On Friday, Royal Mail won an emergency injunction to block official strikes tomorrow and Tuesday after a judge agreed that they were illegal. Then came better news: hours of talks between the two sides ended with a joint statement saying the CWU will meet tomorrow to discuss “the agreed terms in all the issues in the dispute”.
A deal looks to have been reached, but the postal giant’s reputation has been severely damaged by the strike. “Every day the dispute continues, it harms Royal Mail, harms the workforce and harms its customers. There are no winners,” said Howard Webber, chief executive of customer group Postwatch.
Some observers estimate that Royal Mail has already lost up to £260m in revenues. Confidence in it is ebbing away.
For some customers, especially smaller businesses, there is no choice but to use Royal Mail. The £15 cost of using a courier service to deliver a letter or small package is too expensive compared with a 35p first-class stamp. But courier firms are rubbing their hands. Business Post’s parcel volumes jumped 10% on October 4, the first day of the strike. DX has seen a 25% rise in business, adding more than £10m in revenues.
The Department for Work and Pensions used a courier firm to send out 400,000 pension cheques normally sent by post. Many believe Royal Mail will struggle to recover lost business.
“Anyone who can move to an alternative, will. This strike has thrown the direct-marketing industry into crisis. If Royal Mail thinks it can win back customers it is making a very, very big assumption,” said Robert Keitch, a spokesman for the Direct Marketing Association.
Even before the strike, Royal Mail was being squeezed. Since 2006, it has lost 40% of the lucrative bulk-mail business as well as key contracts with Amazon, HSBC and Abbey. Its direct-mar-keting business has slipped to 88% of the level it was at three years ago. In unaddressed junk mail, rivals have left Royal Mail with just 25% of market share.
Though Royal Mail has a stran-glehold over addressed letters, delivering 99% of the volume of the UK postal market, its obligation to provide a universal service throughout the country is a burden. Under its complex access agreement with rivals, it loses around 5p-6p per item it delivers.
Price regulations do not help. Under one measure, Royal Mail must keep a fixed margin between the retail price it charges a customer and the wholesale cost paid by rivals to access its network. If it cuts the retail price, rivals competing for a contract also benefit. In effect, it subsidises competitors.

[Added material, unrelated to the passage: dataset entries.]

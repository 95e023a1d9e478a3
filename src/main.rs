//! canopy - concurrent, cycle-safe disk usage scanner.
//!
//! Usage:
//!   canopy [PATH]             Scan and show summary
//!   canopy scan [PATH]        Scan and show summary
//!   canopy export [PATH]      Export scan to JSON
//!   canopy --help             Show help

use std::collections::HashMap;
use std::io::Write;
use std::path::PathBuf;
use std::process::ExitCode;

use clap::{Args, Parser, Subcommand};
use color_eyre::eyre::{Context, Result};
use strum::IntoEnumIterator;
use tokio_util::sync::CancellationToken;
use tracing_subscriber::EnvFilter;

use canopy_scan::{
    FolderStats, NodeId, ScanConfig, ScanError, ScanHooks, ScanPhase, ScanProgress, ScanResult,
    Scanner, TypeCategory,
};

/// Exit code reported when the user interrupts a scan.
const EXIT_CANCELLED: u8 = 130;

#[derive(Parser)]
#[command(
    name = "canopy",
    version,
    about = "Concurrent, cycle-safe disk usage scanner",
    long_about = "canopy walks a directory tree and reports where the space goes, \
                  folder by folder and by file type.\n\n\
                  Run `canopy [PATH]` for a summary or `canopy export` for JSON."
)]
struct Cli {
    #[command(flatten)]
    scan: ScanArgs,

    #[command(subcommand)]
    command: Option<Command>,
}

#[derive(Subcommand)]
enum Command {
    /// Scan and show summary
    Scan {
        #[command(flatten)]
        scan: ScanArgs,

        /// Number of largest folders to show per directory
        #[arg(short = 'n', long, default_value = "10")]
        top: usize,
    },

    /// Export scan results to JSON
    Export {
        #[command(flatten)]
        scan: ScanArgs,

        /// Output file (defaults to stdout)
        #[arg(short, long)]
        output: Option<PathBuf>,
    },
}

#[derive(Args, Clone)]
struct ScanArgs {
    /// Path to scan (defaults to current directory)
    #[arg(default_value = ".")]
    path: PathBuf,

    /// Deepest folder level kept as its own entry; deeper content is folded in
    #[arg(short, long)]
    depth: Option<u32>,

    /// Include hidden files and well-known noise files
    #[arg(short = 'H', long)]
    hidden: bool,

    /// Descend into OS-reserved directories
    #[arg(long)]
    system: bool,

    /// Follow symbolic links
    #[arg(short = 'L', long)]
    follow_symlinks: bool,

    /// Record every individual file
    #[arg(short, long)]
    files: bool,

    /// Maximum concurrent filesystem operations
    #[arg(short, long, default_value_t = canopy_core::DEFAULT_CONCURRENCY)]
    concurrency: usize,
}

impl ScanArgs {
    fn to_config(&self) -> Result<ScanConfig> {
        ScanConfig::builder()
            .root(self.path.clone())
            .max_depth(self.depth)
            .include_hidden(self.hidden)
            .include_system(self.system)
            .follow_symlinks(self.follow_symlinks)
            .include_files(self.files)
            .concurrency(self.concurrency)
            .build()
            .context("Invalid scan options")
    }
}

#[tokio::main]
async fn main() -> Result<ExitCode> {
    color_eyre::install()?;

    tracing_subscriber::fmt()
        .with_writer(std::io::stderr)
        .with_env_filter(
            EnvFilter::from_default_env().add_directive("canopy=info".parse()?),
        )
        .init();

    let cli = Cli::parse();

    let token = CancellationToken::new();
    let on_interrupt = token.clone();
    tokio::spawn(async move {
        if tokio::signal::ctrl_c().await.is_ok() {
            on_interrupt.cancel();
        }
    });

    let outcome = match cli.command {
        Some(Command::Scan { scan, top }) => run_scan(&scan, top, token).await,
        Some(Command::Export { scan, output }) => run_export(&scan, output, token).await,
        None => run_scan(&cli.scan, 10, token).await,
    };

    match outcome {
        Ok(()) => Ok(ExitCode::SUCCESS),
        Err(report)
            if report
                .downcast_ref::<ScanError>()
                .is_some_and(ScanError::is_cancelled) =>
        {
            eprintln!("\nScan stopped.");
            Ok(ExitCode::from(EXIT_CANCELLED))
        }
        Err(report) => Err(report),
    }
}

/// Scan with a live progress line on stderr.
async fn scan_with_progress(args: &ScanArgs, token: CancellationToken) -> Result<ScanResult> {
    let config = args.to_config()?;
    eprintln!("Scanning {}...", config.root.display());

    let hooks = ScanHooks::new()
        .with_progress(draw_progress)
        .with_token(token);

    let result = Scanner::new().scan(&config, hooks).await?;
    Ok(result)
}

fn draw_progress(progress: &ScanProgress) {
    let mut stderr = std::io::stderr().lock();
    if progress.phase == ScanPhase::Enumerating {
        let _ = write!(
            stderr,
            "\r  {} files, {} folders ({:.0} files/s)",
            progress.files_scanned,
            progress.dirs_scanned,
            progress.files_per_second()
        );
    } else if progress.is_terminal() {
        let _ = writeln!(stderr, "\r{}", " ".repeat(60));
    }
    let _ = stderr.flush();
}

/// Run a scan and display summary.
async fn run_scan(args: &ScanArgs, top_n: usize, token: CancellationToken) -> Result<()> {
    let result = scan_with_progress(args, token).await?;
    let index = result.index();
    let Some(root) = result.root() else {
        return Ok(());
    };

    println!();
    println!("{}", "─".repeat(70));
    println!(
        " {} - {}",
        result.root_path.display(),
        format_size(result.total_size)
    );
    println!(
        " {} files, {} folders",
        result.total_file_count,
        result.folder_count()
    );
    println!(" Scanned in {:.2}s", result.scan_duration.as_secs_f64());
    println!("{}", "─".repeat(70));
    println!();

    print_folder(&result, &index, root, top_n, result.total_size);

    println!();
    println!(" By type:");
    let totals = result.category_totals();
    for category in TypeCategory::iter() {
        let tally = totals.get(category);
        if tally.is_empty() {
            continue;
        }
        let ratio = share(tally.size, result.total_size);
        println!(
            "   {:<10} {:>10} {:>8} files {:>5.1}% {}",
            category.to_string(),
            format_size(tally.size),
            tally.count,
            ratio * 100.0,
            make_bar(ratio, 10)
        );
    }

    if result.has_warnings() {
        println!();
        println!("{} warning(s) during scan", result.warnings.len());
    }

    Ok(())
}

/// Export scan results to JSON.
async fn run_export(
    args: &ScanArgs,
    output: Option<PathBuf>,
    token: CancellationToken,
) -> Result<()> {
    let result = scan_with_progress(args, token).await?;
    let json = serde_json::to_string_pretty(&result)?;

    match output {
        Some(output_path) => {
            std::fs::write(&output_path, json)
                .with_context(|| format!("Failed to write {}", output_path.display()))?;
            eprintln!("Exported to {}", output_path.display());
        }
        None => {
            println!("{}", json);
        }
    }

    Ok(())
}

/// Print a folder and its largest subfolders.
fn print_folder(
    result: &ScanResult,
    index: &HashMap<NodeId, usize>,
    folder: &FolderStats,
    top_n: usize,
    root_size: u64,
) {
    let indent = "  ".repeat(folder.depth as usize);
    let ratio = share(folder.total_size, root_size);
    let name = if folder.is_root() {
        result.root_path.display().to_string()
    } else {
        format!("{}/", folder.name)
    };

    println!(
        "{}{}{:<40} {:>10} {:>5.1}% {}",
        indent,
        if folder.has_children() { "▼ " } else { "  " },
        truncate(&name, 40),
        format_size(folder.total_size),
        ratio * 100.0,
        make_bar(ratio, 10)
    );

    let mut children: Vec<&FolderStats> = folder
        .children_ids
        .iter()
        .filter_map(|id| index.get(id).map(|&i| &result.folders[i]))
        .collect();
    children.sort_by(|a, b| b.total_size.cmp(&a.total_size));

    let remaining = children.len().saturating_sub(top_n);
    for child in children.into_iter().take(top_n) {
        print_folder(result, index, child, top_n, root_size);
    }
    if remaining > 0 {
        let indent = "  ".repeat(folder.depth as usize + 1);
        println!("{}  ... and {} more", indent, remaining);
    }
}

fn share(part: u64, whole: u64) -> f64 {
    if whole > 0 {
        part as f64 / whole as f64
    } else {
        0.0
    }
}

/// Create a simple ASCII bar.
fn make_bar(ratio: f64, width: usize) -> String {
    let filled = ((ratio * width as f64).round() as usize).min(width);
    let empty = width - filled;
    format!("[{}{}]", "█".repeat(filled), "░".repeat(empty))
}

/// Format size in human-readable form.
fn format_size(bytes: u64) -> String {
    humansize::format_size(bytes, humansize::BINARY)
}

/// Truncate a string to max length.
fn truncate(s: &str, max_len: usize) -> String {
    if s.chars().count() <= max_len {
        s.to_string()
    } else {
        let kept: String = s.chars().take(max_len - 1).collect();
        format!("{kept}…")
    }
}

Big rivals could now decide to compete with Royal Mail on a larger scale. Spurred on by the strike chaos, TNT is considering launching its own end-to-end service, bypassing Royal Mail.

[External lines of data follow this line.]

//! # Deduplication
//!
//! Module dedicated to duplicated identifiers. Several remote
//! references or several local files can carry the same message
//! identifier. The [`DuplicatePolicy`] decides which ones take part
//! in the reconciliation.

use std::collections::HashMap;

use serde::{Deserialize, Serialize};
use tracing::debug;

use crate::message::MessageIdentifier;

/// The duplicate identifiers policy.
#[derive(Clone, Copy, Debug, Default, Eq, PartialEq, Serialize, Deserialize)]
#[serde(rename_all = "kebab-case")]
pub enum DuplicatePolicy {
    /// Keep the first entry seen for an identifier.
    FirstWins,

    /// Keep the last entry seen for an identifier.
    #[default]
    LastWins,

    /// Keep all entries, suffixing the identifier of the 2nd to nth
    /// copies with `~2` to `~n`.
    KeepAll,
}

/// The result of a deduplication.
#[derive(Debug)]
pub struct Deduplicated<T> {
    /// The retained entries, indexed by identifier.
    pub entries: HashMap<MessageIdentifier, T>,

    /// The number of entries whose identifier was already seen.
    pub repeated: usize,
}

impl<T> Default for Deduplicated<T> {
    fn default() -> Self {
        Self {
            entries: HashMap::new(),
            repeated: 0,
        }
    }
}

impl DuplicatePolicy {
    /// Return `true` if the given policy can be used on the other
    /// side of a sync.
    ///
    /// Suffixed identifiers only match suffixed identifiers, so
    /// [`DuplicatePolicy::KeepAll`] must be used on both sides or on
    /// none of them. Otherwise the extra copies of one side never
    /// match and get transferred again on every sync.
    pub fn is_compatible_with(&self, other: &Self) -> bool {
        (*self == Self::KeepAll) == (*other == Self::KeepAll)
    }

    /// Apply the policy on the given entries.
    ///
    /// Entries must be given in a deterministic order, since
    /// [`DuplicatePolicy::FirstWins`] and [`DuplicatePolicy::LastWins`]
    /// depend on it.
    pub fn apply<T>(
        &self,
        entries: impl IntoIterator<Item = (MessageIdentifier, T)>,
    ) -> Deduplicated<T> {
        let mut dedup = Deduplicated::default();
        let mut copies: HashMap<MessageIdentifier, usize> = HashMap::new();

        for (id, entry) in entries {
            if !dedup.entries.contains_key(&id) {
                dedup.entries.insert(id, entry);
                continue;
            }

            dedup.repeated += 1;
            debug!(id = id.as_str(), policy = ?self, "duplicated identifier");

            match self {
                Self::FirstWins => (),
                Self::LastWins => {
                    dedup.entries.insert(id, entry);
                }
                Self::KeepAll => {
                    let nth = copies.entry(id.clone()).or_insert(1);

                    let copy_id = loop {
                        *nth += 1;
                        let copy_id = id.with_copy_suffix(*nth);
                        if !dedup.entries.contains_key(&copy_id) {
                            break copy_id;
                        }
                    };

                    dedup.entries.insert(copy_id, entry);
                }
            }
        }

        dedup
    }
}
use std::{io, path::PathBuf, result, time::Duration};

use thiserror::Error;

use crate::{
    filename, mailbox::RemoteReference, message::MessageIdentifier, thread_pool, AnyBoxedError,
};

/// The global `Result` alias of the module.
pub type Result<T> = result::Result<T, Error>;

/// The global `Error` enum of the module.
#[derive(Debug, Error)]
pub enum Error {
    #[error("cannot use remote session")]
    SessionError(#[source] AnyBoxedError),
    #[error("cannot transfer message: timed out after {0:?}")]
    TimeoutError(Duration),
    #[error("cannot find remote message {0} ({1}): message vanished")]
    MessageVanishedError(MessageIdentifier, RemoteReference),
    #[error("cannot read local message {1}")]
    ReadFileError(#[source] io::Error, PathBuf),
    #[error("cannot write local message {1}")]
    WriteFileError(#[source] io::Error, PathBuf),
    #[error("cannot move local message {1} to {2}")]
    RenameFileError(#[source] io::Error, PathBuf, PathBuf),
    #[error("cannot save local message to {0}: file already exists")]
    ConflictError(PathBuf),
    #[error("cannot generate local message file name")]
    FilenameError(#[from] filename::Error),

    #[error("cannot build transfer thread pool")]
    BuildPoolError(#[source] thread_pool::Error),
    #[error("cannot execute transfer task")]
    ExecTaskError(#[source] thread_pool::Error),
    #[error("cannot transfer messages: too many failures ({0})")]
    TooManyFailuresError(usize),
    #[error("cannot transfer messages: interrupted")]
    InterruptedError,
}

impl Error {
    /// Return `true` if the error comes from the remote session, in
    /// which case the session needs to be reestablished.
    pub fn is_session_error(&self) -> bool {
        matches!(self, Self::SessionError(_) | Self::TimeoutError(_))
    }

    /// Return `true` if another attempt can fix the error.
    pub fn is_retryable(&self) -> bool {
        matches!(
            self,
            Self::SessionError(_)
                | Self::TimeoutError(_)
                | Self::ConflictError(_)
                | Self::WriteFileError(..)
                | Self::RenameFileError(..)
        )
    }
}
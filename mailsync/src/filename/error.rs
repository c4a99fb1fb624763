use std::result;

use thiserror::Error;

/// The global `Result` alias of the module.
pub type Result<T> = result::Result<T, Error>;

/// The global `Error` enum of the module.
#[derive(Debug, Error, Eq, PartialEq)]
pub enum Error {
    #[error("cannot generate file name in {0}: path too long ({1} bytes left)")]
    BudgetExhaustedError(String, usize),
}
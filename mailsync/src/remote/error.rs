use std::result;

use thiserror::Error;

use crate::{mailbox::Uid, thread_pool, AnyBoxedError};

/// The global `Result` alias of the module.
pub type Result<T> = result::Result<T, Error>;

/// The global `Error` enum of the module.
#[derive(Debug, Error)]
pub enum Error {
    #[error("cannot open session on remote folder {1}")]
    OpenSessionError(#[source] AnyBoxedError, String),
    #[error("cannot list messages of remote folder {1}")]
    SearchAllError(#[source] AnyBoxedError, String),
    #[error("cannot build remote fetch thread pool")]
    BuildPoolError(#[source] thread_pool::Error),
    #[error("cannot execute remote fetch task")]
    ExecTaskError(#[source] thread_pool::Error),
    #[error("cannot fetch identifiers of remote messages {1} to {2} after {3} attempts")]
    FetchChunkError(#[source] AnyBoxedError, Uid, Uid, usize),
    #[error("cannot fetch remote identifiers: interrupted")]
    InterruptedError,
}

The strike could also accelerate a structural shift in the market. Mail deliveries are shrinking by 2.5% a year and this trend could increase if more companies and consumers turn to electronic alternatives.
Last week alone, 20,000 British Gas customers signed up to receive their bills electronically.
The company wants 25% of its customers to do so by 2010.
“In the medium to long term, Royal Mail’s position looks increasingly precarious,” said David Stubbs, a postal systems expert at consultants Europe Economics. “When a comprehensive electronic e-mail database emerges there is little they can do – the post can be bypassed.”
Other former state-owned public services have successfully reinvented themselves commercially. The Royal Mail is in danger of simply withering away.
UNION STAMP
THE origins of the term ‘Spanish practices’ are murky. Some argue it emerged after the Spanish inquisition, others say it is based on an age-old British delight in abusing the Spanish.
Whatever the true origins, Royal Mail claims Spanish practices are rife and include: Workers signing in and out of a shift on arrival, leaving no record of actual hours worked; Workers claiming additional ‘meal and grace breaks’; Staff getting paid for two to three hours’ overtime even if only 30 minutes is worked; Overtime payments at Christmas even if no extra hours are worked; No flexibility in the sorting office; No ‘cross-functional working’ – workers unloading trucks are barred from moving mail round sorting centres.